Stored data:
==============================
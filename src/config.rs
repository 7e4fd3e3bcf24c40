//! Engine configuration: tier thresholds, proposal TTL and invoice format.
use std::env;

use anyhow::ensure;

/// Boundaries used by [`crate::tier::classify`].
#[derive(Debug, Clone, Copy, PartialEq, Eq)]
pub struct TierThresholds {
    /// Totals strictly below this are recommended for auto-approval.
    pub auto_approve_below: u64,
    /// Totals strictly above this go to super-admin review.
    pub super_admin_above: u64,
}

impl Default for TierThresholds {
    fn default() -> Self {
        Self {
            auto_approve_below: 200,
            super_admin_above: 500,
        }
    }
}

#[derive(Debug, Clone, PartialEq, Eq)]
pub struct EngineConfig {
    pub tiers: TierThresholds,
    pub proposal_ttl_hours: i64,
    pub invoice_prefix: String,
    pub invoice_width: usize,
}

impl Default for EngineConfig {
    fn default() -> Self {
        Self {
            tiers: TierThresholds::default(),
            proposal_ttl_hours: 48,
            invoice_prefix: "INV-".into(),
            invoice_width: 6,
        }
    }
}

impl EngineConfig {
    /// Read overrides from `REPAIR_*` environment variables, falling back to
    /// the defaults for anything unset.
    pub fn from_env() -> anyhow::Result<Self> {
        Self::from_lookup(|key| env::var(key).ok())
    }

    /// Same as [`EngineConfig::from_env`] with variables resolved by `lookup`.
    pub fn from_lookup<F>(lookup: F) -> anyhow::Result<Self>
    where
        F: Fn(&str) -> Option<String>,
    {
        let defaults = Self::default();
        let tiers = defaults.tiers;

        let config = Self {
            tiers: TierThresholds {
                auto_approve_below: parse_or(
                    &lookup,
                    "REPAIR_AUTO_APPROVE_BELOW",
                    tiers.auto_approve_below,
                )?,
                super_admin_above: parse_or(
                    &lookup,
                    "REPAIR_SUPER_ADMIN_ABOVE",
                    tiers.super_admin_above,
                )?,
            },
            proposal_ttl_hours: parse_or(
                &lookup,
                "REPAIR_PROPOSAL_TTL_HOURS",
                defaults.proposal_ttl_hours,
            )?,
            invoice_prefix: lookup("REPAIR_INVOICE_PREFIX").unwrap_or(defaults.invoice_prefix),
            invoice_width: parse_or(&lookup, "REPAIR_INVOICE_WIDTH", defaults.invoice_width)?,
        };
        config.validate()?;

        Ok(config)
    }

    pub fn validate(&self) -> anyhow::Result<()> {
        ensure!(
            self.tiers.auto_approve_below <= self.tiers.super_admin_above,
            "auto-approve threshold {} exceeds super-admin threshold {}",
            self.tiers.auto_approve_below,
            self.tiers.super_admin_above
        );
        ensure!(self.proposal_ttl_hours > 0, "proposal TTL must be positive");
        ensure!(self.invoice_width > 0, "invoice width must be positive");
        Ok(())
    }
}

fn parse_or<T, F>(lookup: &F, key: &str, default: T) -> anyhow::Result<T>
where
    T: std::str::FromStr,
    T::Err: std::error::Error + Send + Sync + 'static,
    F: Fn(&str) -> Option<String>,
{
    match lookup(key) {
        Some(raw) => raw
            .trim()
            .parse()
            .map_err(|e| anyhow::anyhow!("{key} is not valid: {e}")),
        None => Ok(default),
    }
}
==============================
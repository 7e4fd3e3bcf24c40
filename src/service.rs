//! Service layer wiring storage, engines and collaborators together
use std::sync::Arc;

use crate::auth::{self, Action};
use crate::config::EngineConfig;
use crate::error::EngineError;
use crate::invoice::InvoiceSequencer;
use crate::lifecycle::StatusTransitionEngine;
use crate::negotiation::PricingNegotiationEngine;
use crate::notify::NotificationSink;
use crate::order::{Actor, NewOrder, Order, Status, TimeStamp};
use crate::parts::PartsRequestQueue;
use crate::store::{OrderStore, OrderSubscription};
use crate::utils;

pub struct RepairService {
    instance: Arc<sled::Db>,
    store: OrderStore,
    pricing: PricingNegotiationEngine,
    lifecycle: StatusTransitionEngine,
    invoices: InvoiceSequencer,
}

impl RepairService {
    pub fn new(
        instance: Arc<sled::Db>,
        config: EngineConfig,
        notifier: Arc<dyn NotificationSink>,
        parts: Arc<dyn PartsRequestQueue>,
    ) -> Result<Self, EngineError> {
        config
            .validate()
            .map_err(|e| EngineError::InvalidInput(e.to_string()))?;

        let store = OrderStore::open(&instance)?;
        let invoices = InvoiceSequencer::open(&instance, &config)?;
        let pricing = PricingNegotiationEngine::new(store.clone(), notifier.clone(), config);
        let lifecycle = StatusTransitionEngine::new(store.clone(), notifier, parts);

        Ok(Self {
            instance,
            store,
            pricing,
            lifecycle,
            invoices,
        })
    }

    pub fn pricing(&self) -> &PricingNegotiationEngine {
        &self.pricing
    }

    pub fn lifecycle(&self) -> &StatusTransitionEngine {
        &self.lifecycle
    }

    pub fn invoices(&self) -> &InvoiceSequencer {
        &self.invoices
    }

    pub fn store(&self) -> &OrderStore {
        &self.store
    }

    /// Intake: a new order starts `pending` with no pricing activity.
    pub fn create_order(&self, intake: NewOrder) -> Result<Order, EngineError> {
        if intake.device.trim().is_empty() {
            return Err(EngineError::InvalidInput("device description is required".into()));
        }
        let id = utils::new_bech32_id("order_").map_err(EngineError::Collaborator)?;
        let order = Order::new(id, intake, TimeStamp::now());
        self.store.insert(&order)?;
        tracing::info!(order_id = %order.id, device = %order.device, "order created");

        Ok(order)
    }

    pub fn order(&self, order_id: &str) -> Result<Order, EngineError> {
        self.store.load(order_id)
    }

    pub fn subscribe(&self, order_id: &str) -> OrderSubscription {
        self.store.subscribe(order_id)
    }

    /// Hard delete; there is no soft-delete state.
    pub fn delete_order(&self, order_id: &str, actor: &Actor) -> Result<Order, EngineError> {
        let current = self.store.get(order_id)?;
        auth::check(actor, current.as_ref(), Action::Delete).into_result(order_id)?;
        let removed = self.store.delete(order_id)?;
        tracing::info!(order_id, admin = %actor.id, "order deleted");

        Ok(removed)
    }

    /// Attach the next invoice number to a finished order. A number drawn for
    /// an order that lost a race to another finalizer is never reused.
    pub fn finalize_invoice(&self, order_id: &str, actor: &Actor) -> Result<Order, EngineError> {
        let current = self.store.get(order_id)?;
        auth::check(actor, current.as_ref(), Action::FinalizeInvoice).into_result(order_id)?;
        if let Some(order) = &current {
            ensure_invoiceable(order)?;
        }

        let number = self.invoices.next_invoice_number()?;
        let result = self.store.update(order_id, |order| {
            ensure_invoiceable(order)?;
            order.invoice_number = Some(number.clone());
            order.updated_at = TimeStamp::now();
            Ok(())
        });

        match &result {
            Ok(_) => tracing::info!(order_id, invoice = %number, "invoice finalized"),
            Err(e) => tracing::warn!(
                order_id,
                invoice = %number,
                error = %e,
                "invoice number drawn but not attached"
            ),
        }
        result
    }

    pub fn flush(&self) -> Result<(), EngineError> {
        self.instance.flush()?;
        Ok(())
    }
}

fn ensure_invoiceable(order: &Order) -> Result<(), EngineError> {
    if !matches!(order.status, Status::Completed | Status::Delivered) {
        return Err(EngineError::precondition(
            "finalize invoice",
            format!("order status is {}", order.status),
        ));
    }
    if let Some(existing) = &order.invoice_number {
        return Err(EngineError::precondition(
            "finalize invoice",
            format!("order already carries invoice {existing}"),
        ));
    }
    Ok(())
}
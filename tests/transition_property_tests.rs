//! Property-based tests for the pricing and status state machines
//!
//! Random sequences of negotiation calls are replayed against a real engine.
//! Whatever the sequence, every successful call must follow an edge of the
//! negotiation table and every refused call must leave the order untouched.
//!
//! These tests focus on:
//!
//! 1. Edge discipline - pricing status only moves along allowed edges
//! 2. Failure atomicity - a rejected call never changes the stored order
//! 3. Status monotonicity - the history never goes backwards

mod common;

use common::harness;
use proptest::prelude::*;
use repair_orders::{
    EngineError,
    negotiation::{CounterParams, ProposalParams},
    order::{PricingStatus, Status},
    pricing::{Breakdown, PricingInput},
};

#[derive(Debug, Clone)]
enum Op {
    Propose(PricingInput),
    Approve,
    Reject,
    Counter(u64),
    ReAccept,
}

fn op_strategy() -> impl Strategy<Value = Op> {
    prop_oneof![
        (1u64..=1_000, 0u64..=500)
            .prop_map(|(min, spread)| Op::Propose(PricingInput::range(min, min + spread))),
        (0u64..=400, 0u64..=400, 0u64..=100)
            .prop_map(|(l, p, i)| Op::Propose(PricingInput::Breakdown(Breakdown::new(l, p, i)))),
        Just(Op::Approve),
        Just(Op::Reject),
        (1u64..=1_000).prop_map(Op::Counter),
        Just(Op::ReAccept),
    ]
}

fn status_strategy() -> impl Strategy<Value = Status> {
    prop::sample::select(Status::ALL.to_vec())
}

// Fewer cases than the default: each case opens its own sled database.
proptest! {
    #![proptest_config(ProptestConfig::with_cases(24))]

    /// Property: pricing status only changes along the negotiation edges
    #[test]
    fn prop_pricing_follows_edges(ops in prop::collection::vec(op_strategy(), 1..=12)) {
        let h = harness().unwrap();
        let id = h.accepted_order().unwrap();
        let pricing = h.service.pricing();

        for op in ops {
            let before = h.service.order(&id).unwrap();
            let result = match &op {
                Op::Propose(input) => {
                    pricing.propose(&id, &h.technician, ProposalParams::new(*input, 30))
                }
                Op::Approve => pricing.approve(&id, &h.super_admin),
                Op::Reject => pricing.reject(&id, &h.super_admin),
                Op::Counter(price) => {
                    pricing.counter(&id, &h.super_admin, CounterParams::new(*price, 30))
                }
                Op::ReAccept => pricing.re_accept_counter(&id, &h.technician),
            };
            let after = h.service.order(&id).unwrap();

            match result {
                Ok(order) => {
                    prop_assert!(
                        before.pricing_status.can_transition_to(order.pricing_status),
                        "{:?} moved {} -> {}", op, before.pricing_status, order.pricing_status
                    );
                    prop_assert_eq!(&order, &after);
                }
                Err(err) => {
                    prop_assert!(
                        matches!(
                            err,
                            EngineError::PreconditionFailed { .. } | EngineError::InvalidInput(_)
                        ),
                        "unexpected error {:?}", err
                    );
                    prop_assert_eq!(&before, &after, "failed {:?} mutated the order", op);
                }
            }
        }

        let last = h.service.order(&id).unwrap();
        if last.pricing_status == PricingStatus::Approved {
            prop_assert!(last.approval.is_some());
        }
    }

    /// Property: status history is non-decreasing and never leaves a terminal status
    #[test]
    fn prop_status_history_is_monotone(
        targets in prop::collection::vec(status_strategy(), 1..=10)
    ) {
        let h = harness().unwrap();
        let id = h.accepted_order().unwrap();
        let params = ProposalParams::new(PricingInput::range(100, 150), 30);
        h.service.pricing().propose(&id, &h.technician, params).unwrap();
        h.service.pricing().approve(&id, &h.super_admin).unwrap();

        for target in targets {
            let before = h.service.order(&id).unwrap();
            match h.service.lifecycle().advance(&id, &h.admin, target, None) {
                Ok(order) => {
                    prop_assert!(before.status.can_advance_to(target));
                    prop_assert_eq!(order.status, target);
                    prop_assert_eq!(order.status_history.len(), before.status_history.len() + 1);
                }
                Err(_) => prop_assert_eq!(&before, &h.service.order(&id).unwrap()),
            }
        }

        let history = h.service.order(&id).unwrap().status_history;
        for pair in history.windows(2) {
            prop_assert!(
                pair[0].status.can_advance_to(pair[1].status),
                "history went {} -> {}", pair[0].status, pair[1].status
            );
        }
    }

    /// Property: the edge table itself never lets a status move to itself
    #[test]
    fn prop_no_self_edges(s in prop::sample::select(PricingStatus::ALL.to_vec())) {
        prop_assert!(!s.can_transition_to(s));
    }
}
==============================
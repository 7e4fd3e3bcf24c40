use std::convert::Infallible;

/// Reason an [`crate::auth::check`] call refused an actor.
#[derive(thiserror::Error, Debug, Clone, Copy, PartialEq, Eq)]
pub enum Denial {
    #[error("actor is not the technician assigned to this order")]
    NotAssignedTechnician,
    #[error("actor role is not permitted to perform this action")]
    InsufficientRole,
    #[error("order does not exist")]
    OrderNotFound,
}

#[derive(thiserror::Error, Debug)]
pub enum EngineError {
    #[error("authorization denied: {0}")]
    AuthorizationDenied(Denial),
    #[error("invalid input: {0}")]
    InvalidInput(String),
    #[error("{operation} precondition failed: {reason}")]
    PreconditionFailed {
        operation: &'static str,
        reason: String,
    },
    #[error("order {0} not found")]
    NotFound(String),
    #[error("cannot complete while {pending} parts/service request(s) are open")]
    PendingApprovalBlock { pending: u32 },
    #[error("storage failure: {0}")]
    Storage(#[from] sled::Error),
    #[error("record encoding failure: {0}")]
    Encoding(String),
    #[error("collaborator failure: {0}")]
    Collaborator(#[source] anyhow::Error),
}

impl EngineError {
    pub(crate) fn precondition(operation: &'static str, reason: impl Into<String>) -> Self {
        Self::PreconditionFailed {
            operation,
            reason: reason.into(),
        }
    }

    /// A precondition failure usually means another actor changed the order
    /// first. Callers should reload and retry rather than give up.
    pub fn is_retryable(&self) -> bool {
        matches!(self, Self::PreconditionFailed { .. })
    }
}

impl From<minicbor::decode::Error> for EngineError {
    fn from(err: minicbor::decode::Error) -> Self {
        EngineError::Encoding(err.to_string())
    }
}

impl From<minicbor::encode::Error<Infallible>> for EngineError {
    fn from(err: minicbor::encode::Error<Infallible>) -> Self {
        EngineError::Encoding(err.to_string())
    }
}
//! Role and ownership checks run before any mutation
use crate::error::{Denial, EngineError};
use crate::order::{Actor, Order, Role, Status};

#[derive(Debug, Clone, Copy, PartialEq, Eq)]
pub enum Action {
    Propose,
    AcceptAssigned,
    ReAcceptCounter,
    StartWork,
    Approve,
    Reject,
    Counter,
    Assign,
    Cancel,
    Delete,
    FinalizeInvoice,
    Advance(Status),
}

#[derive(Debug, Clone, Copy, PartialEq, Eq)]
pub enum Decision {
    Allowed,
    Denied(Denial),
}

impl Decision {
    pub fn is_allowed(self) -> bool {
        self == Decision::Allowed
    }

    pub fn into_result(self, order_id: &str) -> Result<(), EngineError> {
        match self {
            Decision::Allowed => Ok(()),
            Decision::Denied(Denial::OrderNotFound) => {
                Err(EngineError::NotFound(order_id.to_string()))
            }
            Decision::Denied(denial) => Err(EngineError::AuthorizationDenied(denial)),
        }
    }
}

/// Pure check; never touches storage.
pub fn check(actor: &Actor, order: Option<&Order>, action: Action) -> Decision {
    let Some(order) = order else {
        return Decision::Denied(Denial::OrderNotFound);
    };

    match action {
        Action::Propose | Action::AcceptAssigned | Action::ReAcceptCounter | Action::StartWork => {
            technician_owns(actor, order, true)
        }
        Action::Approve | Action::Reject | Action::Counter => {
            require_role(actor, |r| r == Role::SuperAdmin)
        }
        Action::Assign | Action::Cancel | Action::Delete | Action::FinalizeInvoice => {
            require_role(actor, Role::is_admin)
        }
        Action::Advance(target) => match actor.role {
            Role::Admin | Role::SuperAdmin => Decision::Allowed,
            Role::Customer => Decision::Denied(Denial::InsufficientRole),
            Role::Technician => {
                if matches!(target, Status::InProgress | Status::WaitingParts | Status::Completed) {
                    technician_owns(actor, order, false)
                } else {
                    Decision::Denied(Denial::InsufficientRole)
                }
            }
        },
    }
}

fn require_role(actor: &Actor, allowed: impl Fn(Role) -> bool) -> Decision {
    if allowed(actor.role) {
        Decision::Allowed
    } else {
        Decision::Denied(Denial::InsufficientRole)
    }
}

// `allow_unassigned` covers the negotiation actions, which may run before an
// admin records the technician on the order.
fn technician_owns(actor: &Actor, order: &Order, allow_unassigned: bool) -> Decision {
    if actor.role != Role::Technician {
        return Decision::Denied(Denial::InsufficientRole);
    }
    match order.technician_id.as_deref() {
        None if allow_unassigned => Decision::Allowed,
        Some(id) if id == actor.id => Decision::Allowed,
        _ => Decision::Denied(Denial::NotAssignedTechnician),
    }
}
==============================
Look for the word "ReAcceptCounter" in the data, then return every line that contains it.

    ReAcceptCounter,
        Action::Propose | Action::AcceptAssigned | Action::ReAcceptCounter | Action::StartWork => {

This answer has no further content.